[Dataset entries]
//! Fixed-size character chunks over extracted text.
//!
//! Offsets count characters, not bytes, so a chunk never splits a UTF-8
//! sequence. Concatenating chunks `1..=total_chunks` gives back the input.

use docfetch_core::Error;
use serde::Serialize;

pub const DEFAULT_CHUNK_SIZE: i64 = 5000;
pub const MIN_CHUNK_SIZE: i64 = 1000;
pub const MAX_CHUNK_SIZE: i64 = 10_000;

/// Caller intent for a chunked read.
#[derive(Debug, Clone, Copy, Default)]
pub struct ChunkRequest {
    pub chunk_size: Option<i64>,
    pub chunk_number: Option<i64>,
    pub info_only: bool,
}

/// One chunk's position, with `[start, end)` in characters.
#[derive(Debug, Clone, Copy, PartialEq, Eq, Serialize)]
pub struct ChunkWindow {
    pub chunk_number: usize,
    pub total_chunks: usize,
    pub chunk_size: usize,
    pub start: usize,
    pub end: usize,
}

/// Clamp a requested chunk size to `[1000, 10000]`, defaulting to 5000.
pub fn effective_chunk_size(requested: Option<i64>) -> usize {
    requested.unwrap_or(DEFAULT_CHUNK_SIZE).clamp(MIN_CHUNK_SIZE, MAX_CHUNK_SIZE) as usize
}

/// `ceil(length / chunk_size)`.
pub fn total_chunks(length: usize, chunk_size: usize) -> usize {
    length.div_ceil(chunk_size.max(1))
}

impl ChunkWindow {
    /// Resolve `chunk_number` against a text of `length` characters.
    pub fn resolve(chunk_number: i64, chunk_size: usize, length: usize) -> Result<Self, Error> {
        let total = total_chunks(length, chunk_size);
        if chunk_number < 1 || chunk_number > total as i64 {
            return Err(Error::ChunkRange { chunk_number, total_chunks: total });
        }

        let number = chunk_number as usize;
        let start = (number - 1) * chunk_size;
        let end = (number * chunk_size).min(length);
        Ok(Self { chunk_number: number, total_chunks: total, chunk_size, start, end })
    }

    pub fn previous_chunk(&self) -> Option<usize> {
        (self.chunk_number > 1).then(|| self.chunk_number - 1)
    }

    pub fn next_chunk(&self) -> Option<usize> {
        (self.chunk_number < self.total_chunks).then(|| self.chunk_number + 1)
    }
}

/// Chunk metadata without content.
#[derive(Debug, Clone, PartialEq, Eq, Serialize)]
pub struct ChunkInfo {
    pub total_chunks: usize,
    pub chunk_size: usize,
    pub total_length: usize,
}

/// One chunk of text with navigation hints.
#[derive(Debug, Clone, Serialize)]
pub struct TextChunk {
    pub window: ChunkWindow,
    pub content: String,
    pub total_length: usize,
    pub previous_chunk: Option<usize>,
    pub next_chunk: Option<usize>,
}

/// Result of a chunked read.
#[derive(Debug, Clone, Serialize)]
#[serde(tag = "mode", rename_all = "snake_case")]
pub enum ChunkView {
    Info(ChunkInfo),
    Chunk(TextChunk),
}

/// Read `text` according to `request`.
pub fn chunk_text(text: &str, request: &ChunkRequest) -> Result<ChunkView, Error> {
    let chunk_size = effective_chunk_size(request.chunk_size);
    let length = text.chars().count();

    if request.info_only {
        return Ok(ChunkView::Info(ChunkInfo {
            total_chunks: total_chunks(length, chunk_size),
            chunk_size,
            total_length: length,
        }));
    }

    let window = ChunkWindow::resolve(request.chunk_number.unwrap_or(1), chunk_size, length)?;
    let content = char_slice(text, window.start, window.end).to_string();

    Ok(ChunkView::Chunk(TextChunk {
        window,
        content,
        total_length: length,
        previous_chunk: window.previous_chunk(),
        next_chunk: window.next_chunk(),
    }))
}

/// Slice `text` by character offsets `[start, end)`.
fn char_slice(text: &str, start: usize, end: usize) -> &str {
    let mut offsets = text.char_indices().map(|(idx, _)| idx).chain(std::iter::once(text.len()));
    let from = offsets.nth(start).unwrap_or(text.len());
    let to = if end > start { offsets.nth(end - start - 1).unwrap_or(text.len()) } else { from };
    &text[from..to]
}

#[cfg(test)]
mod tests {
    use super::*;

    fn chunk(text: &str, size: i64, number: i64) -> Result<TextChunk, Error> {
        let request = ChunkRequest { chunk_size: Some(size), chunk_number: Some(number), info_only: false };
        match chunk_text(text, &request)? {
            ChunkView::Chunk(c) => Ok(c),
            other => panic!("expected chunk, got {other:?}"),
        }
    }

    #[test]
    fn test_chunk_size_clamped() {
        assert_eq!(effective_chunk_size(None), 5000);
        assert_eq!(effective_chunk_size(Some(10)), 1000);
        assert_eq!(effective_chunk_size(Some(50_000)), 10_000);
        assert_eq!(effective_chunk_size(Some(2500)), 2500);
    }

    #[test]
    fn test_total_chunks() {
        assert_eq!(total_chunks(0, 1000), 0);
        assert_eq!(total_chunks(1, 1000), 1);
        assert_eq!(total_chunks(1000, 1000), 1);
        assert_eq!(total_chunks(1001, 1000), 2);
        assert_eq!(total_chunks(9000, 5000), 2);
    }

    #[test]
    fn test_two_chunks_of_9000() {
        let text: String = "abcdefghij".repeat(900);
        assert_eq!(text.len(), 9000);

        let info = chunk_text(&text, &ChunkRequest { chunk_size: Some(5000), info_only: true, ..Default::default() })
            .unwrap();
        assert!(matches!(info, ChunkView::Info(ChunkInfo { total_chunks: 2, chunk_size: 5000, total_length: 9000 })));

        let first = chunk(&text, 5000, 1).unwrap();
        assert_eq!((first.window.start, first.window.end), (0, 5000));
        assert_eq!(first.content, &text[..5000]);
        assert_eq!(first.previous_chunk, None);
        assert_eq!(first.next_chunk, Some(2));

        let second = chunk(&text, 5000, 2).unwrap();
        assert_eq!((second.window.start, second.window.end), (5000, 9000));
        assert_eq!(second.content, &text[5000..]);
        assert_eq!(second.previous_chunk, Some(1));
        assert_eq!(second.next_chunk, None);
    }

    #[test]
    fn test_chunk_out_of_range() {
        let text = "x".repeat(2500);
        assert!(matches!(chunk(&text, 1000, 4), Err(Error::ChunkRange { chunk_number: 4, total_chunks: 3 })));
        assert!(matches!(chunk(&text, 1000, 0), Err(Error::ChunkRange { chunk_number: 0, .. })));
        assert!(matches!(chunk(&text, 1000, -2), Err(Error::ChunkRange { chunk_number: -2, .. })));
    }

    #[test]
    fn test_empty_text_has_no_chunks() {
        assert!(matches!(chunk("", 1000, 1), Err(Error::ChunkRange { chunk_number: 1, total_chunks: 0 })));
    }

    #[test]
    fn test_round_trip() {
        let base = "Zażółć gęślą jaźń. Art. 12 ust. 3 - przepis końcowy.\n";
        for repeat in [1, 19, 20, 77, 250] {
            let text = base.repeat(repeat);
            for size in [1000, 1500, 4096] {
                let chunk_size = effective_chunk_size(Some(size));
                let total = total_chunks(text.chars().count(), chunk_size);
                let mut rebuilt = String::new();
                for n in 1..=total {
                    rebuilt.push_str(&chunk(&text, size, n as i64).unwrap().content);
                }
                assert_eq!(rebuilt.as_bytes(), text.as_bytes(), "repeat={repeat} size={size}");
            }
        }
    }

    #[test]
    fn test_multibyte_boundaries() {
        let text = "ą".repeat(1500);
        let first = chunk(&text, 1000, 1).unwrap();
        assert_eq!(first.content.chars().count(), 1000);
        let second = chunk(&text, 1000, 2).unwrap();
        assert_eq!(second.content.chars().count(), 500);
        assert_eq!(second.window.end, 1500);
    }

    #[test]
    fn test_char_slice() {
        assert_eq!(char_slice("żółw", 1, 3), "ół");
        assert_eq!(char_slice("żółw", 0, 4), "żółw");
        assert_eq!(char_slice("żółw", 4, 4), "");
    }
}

---

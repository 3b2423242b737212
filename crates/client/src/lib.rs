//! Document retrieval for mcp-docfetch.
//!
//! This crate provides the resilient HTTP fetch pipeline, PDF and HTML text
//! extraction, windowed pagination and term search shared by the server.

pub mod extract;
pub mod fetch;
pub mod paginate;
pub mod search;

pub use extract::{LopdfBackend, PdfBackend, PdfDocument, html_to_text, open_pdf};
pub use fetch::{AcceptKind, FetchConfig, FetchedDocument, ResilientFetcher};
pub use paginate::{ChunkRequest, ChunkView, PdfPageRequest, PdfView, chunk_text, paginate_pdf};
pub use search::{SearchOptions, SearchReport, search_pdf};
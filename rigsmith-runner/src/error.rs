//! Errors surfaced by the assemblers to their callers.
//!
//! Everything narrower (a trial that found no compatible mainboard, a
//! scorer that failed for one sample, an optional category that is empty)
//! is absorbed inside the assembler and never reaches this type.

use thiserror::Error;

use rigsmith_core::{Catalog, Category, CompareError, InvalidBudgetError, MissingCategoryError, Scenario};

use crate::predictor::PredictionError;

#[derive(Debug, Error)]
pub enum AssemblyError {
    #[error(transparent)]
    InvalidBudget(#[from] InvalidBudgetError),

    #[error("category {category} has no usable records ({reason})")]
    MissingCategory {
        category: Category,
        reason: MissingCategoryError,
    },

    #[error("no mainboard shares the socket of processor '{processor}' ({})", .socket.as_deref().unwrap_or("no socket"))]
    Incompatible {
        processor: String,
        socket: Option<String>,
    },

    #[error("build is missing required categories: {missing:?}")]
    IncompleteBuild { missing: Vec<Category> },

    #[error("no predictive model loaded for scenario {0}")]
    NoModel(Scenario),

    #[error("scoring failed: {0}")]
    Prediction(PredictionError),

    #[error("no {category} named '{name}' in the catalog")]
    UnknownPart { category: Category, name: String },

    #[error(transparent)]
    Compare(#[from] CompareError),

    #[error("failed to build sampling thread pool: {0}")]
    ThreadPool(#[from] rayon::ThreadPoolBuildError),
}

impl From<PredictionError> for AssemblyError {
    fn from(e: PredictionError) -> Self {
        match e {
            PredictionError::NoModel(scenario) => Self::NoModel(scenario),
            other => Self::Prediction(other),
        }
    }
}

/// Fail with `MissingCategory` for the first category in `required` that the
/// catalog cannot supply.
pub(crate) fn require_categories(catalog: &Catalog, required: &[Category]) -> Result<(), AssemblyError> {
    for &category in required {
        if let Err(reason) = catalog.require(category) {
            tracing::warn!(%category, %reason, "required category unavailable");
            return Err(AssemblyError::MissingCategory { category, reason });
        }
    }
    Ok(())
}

...

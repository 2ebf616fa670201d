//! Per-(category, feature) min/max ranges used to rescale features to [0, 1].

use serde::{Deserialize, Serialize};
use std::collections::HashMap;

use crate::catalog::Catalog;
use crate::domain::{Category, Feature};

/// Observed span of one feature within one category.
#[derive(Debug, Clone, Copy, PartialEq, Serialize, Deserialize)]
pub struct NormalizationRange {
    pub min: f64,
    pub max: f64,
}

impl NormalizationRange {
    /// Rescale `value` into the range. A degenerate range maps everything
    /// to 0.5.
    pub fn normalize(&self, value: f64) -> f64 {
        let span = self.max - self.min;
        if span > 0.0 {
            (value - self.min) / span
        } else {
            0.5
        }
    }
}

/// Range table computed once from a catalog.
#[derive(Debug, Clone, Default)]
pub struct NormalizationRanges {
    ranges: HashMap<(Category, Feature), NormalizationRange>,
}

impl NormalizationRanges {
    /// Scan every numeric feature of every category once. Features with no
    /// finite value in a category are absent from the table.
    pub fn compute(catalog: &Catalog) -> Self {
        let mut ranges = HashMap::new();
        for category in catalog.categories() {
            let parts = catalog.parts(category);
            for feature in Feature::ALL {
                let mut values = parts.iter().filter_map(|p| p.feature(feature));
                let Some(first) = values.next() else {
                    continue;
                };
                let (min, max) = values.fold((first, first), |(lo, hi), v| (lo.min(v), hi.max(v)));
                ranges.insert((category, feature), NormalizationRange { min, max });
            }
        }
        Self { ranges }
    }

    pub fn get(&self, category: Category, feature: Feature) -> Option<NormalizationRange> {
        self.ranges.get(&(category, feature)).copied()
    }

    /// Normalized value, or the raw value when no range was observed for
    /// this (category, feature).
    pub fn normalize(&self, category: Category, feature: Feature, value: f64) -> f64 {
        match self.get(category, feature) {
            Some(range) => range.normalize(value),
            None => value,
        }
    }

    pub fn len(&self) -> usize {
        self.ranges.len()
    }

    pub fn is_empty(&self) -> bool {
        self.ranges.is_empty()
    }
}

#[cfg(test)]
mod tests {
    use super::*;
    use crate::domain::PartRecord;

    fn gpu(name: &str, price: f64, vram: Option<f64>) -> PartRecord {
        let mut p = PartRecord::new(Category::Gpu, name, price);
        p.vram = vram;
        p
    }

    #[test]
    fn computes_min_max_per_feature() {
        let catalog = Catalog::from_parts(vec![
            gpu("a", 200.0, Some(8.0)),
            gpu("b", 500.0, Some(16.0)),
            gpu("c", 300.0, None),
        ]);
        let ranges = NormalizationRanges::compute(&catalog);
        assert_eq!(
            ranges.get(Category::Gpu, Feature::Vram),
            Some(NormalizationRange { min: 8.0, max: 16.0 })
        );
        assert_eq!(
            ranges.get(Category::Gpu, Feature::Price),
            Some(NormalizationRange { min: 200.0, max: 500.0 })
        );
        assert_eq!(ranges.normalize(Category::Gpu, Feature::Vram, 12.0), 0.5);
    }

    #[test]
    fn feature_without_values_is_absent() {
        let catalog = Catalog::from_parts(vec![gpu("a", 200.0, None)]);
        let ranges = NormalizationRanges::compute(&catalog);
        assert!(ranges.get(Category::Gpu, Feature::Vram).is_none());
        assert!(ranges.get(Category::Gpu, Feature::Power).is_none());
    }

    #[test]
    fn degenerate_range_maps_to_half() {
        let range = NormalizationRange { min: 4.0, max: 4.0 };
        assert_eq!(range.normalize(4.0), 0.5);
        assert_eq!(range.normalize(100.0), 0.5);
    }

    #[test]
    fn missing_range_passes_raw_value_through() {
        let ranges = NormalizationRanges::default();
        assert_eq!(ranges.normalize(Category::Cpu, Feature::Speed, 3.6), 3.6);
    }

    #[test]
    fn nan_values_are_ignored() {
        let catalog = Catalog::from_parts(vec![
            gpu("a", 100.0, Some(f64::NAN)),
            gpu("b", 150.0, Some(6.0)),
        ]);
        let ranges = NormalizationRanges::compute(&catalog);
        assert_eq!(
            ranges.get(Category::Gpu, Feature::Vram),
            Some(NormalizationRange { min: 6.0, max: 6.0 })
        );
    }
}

Task to carry out: Of the entries above, transcribe exactly those lines that fall between the line containing "pub fn normalize(&self, value: f64)" and the line containing "let (min, max)", together with those two lines.

Completed exercise:
    pub fn normalize(&self, value: f64) -> f64 {
        let span = self.max - self.min;
        if span > 0.0 {
            (value - self.min) / span
        } else {
            0.5
        }
    }
}

/// Range table computed once from a catalog.
#[derive(Debug, Clone, Default)]
pub struct NormalizationRanges {
    ranges: HashMap<(Category, Feature), NormalizationRange>,
}

impl NormalizationRanges {
    /// Scan every numeric feature of every category once. Features with no
    /// finite value in a category are absent from the table.
    pub fn compute(catalog: &Catalog) -> Self {
        let mut ranges = HashMap::new();
        for category in catalog.categories() {
            let parts = catalog.parts(category);
            for feature in Feature::ALL {
                let mut values = parts.iter().filter_map(|p| p.feature(feature));
                let Some(first) = values.next() else {
                    continue;
                };
                let (min, max) = values.fold((first, first), |(lo, hi), v| (lo.min(v), hi.max(v)));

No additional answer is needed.